> [Your task]:
Only the lines of the data holding the string "PathBuf" need to be returned.

Data in this exercise Block Start

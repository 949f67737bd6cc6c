//! Server configuration.
//!
//! A [`ServerConfig`] is resolved once before the listener is set up: built-in
//! defaults, then an optional TOML file, then explicit overrides. It is
//! read-only afterwards and every worker inherits a copy across `fork`.

use std::fmt;
use std::fs;
use std::path::{Path, PathBuf};
use std::sync::Arc;
use std::time::Duration;

use serde::Deserialize;

use crate::ConfigError;

/// A side-effecting callback run around worker creation.
pub type Hook = Arc<dyn Fn() + Send + Sync>;

pub const DEFAULT_BACKLOG: i32 = 1024;
pub const DEFAULT_ERR_RESPAWN_INTERVAL: Duration = Duration::from_secs(1);
/// One day, in seconds.
pub const MAX_TIMEOUT: u64 = 24 * 60 * 60;

#[derive(Clone, Deserialize)]
#[serde(default, deny_unknown_fields)]
pub struct ServerConfig {
    pub host: String,
    pub port: u16,
    /// Listen on a Unix-domain socket at this path instead of `host:port`.
    pub path: Option<PathBuf>,
    pub max_workers: usize,
    /// Seconds allowed for reading a request, and for each response write.
    pub timeout: u64,
    /// Requests a worker serves before it exits; `0` means unlimited.
    pub max_request_per_child: u64,
    pub min_request_per_child: Option<u64>,
    /// Seconds between replacing workers during a rolling restart.
    pub spawn_interval: Option<f64>,
    /// Minimum pause, in seconds, before respawning after back-to-back crashes.
    pub err_respawn_interval: Option<f64>,
    pub oobgc: bool,
    pub max_gc_per_request: u64,
    pub min_gc_per_request: Option<u64>,
    pub backlog: Option<i32>,
    pub reuse_port: bool,

    #[serde(skip)]
    pub before_fork: Option<Hook>,
    #[serde(skip)]
    pub after_fork: Option<Hook>,
    /// Replaces the default out-of-band collection action.
    #[serde(skip)]
    pub oob_hook: Option<Hook>,
}

impl Default for ServerConfig {
    fn default() -> Self {
        Self {
            host: "0.0.0.0".to_owned(),
            port: 9292,
            path: None,
            max_workers: 10,
            timeout: 300,
            max_request_per_child: 100,
            min_request_per_child: None,
            spawn_interval: None,
            err_respawn_interval: None,
            oobgc: false,
            max_gc_per_request: 5,
            min_gc_per_request: None,
            backlog: None,
            reuse_port: false,
            before_fork: None,
            after_fork: None,
            oob_hook: None,
        }
    }
}

impl fmt::Debug for ServerConfig {
    fn fmt(&self, f: &mut fmt::Formatter<'_>) -> fmt::Result {
        f.debug_struct("ServerConfig")
            .field("host", &self.host)
            .field("port", &self.port)
            .field("path", &self.path)
            .field("max_workers", &self.max_workers)
            .field("timeout", &self.timeout)
            .field("max_request_per_child", &self.max_request_per_child)
            .field("min_request_per_child", &self.min_request_per_child)
            .field("spawn_interval", &self.spawn_interval)
            .field("err_respawn_interval", &self.err_respawn_interval)
            .field("oobgc", &self.oobgc)
            .field("max_gc_per_request", &self.max_gc_per_request)
            .field("min_gc_per_request", &self.min_gc_per_request)
            .field("backlog", &self.backlog)
            .field("reuse_port", &self.reuse_port)
            .field("before_fork", &self.before_fork.is_some())
            .field("after_fork", &self.after_fork.is_some())
            .field("oob_hook", &self.oob_hook.is_some())
            .finish()
    }
}

impl ServerConfig {
    /// Parses a TOML document; keys that are absent keep their defaults.
    pub fn from_toml(content: &str) -> Result<Self, ConfigError> {
        Ok(toml::from_str(content)?)
    }

    pub fn load(path: &Path) -> Result<Self, ConfigError> {
        let content = fs::read_to_string(path).map_err(|source| ConfigError::Read { path: path.to_owned(), source })?;
        Self::from_toml(&content)
    }

    pub fn validate(&self) -> Result<(), ConfigError> {
        if self.max_workers == 0 {
            return Err(ConfigError::NoWorkers);
        }
        if self.timeout == 0 {
            return Err(ConfigError::ZeroTimeout);
        }
        if self.timeout > MAX_TIMEOUT {
            return Err(ConfigError::TimeoutTooLarge { max: MAX_TIMEOUT, value: self.timeout });
        }
        check_interval("spawn_interval", self.spawn_interval)?;
        check_interval("err_respawn_interval", self.err_respawn_interval)?;
        check_range("min_request_per_child", self.min_request_per_child, self.max_request_per_child)?;
        check_range("min_gc_per_request", self.min_gc_per_request, self.max_gc_per_request)?;
        Ok(())
    }

    pub fn timeout(&self) -> Duration {
        Duration::from_secs(self.timeout)
    }

    pub fn spawn_interval(&self) -> Duration {
        self.spawn_interval.map_or(Duration::ZERO, Duration::from_secs_f64)
    }

    pub fn err_respawn_interval(&self) -> Duration {
        self.err_respawn_interval.map_or(DEFAULT_ERR_RESPAWN_INTERVAL, Duration::from_secs_f64)
    }

    pub fn backlog(&self) -> i32 {
        self.backlog.unwrap_or(DEFAULT_BACKLOG)
    }

    pub fn with_before_fork(mut self, hook: impl Fn() + Send + Sync + 'static) -> Self {
        self.before_fork = Some(Arc::new(hook));
        self
    }

    pub fn with_after_fork(mut self, hook: impl Fn() + Send + Sync + 'static) -> Self {
        self.after_fork = Some(Arc::new(hook));
        self
    }

    pub fn with_oob_hook(mut self, hook: impl Fn() + Send + Sync + 'static) -> Self {
        self.oob_hook = Some(Arc::new(hook));
        self
    }
}

fn check_interval(name: &'static str, value: Option<f64>) -> Result<(), ConfigError> {
    match value {
        Some(value) if !value.is_finite() || value < 0.0 => Err(ConfigError::InvalidInterval { name, value }),
        _ => Ok(()),
    }
}

// a max of 0 means unlimited, so any minimum is acceptable
fn check_range(name: &'static str, min: Option<u64>, max: u64) -> Result<(), ConfigError> {
    match min {
        Some(min) if max != 0 && min > max => Err(ConfigError::MinAboveMax { name, min, max }),
        _ => Ok(()),
    }
}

Data in this exercise Block End

> [Solved problem]:
use std::path::{Path, PathBuf};
    pub path: Option<PathBuf>,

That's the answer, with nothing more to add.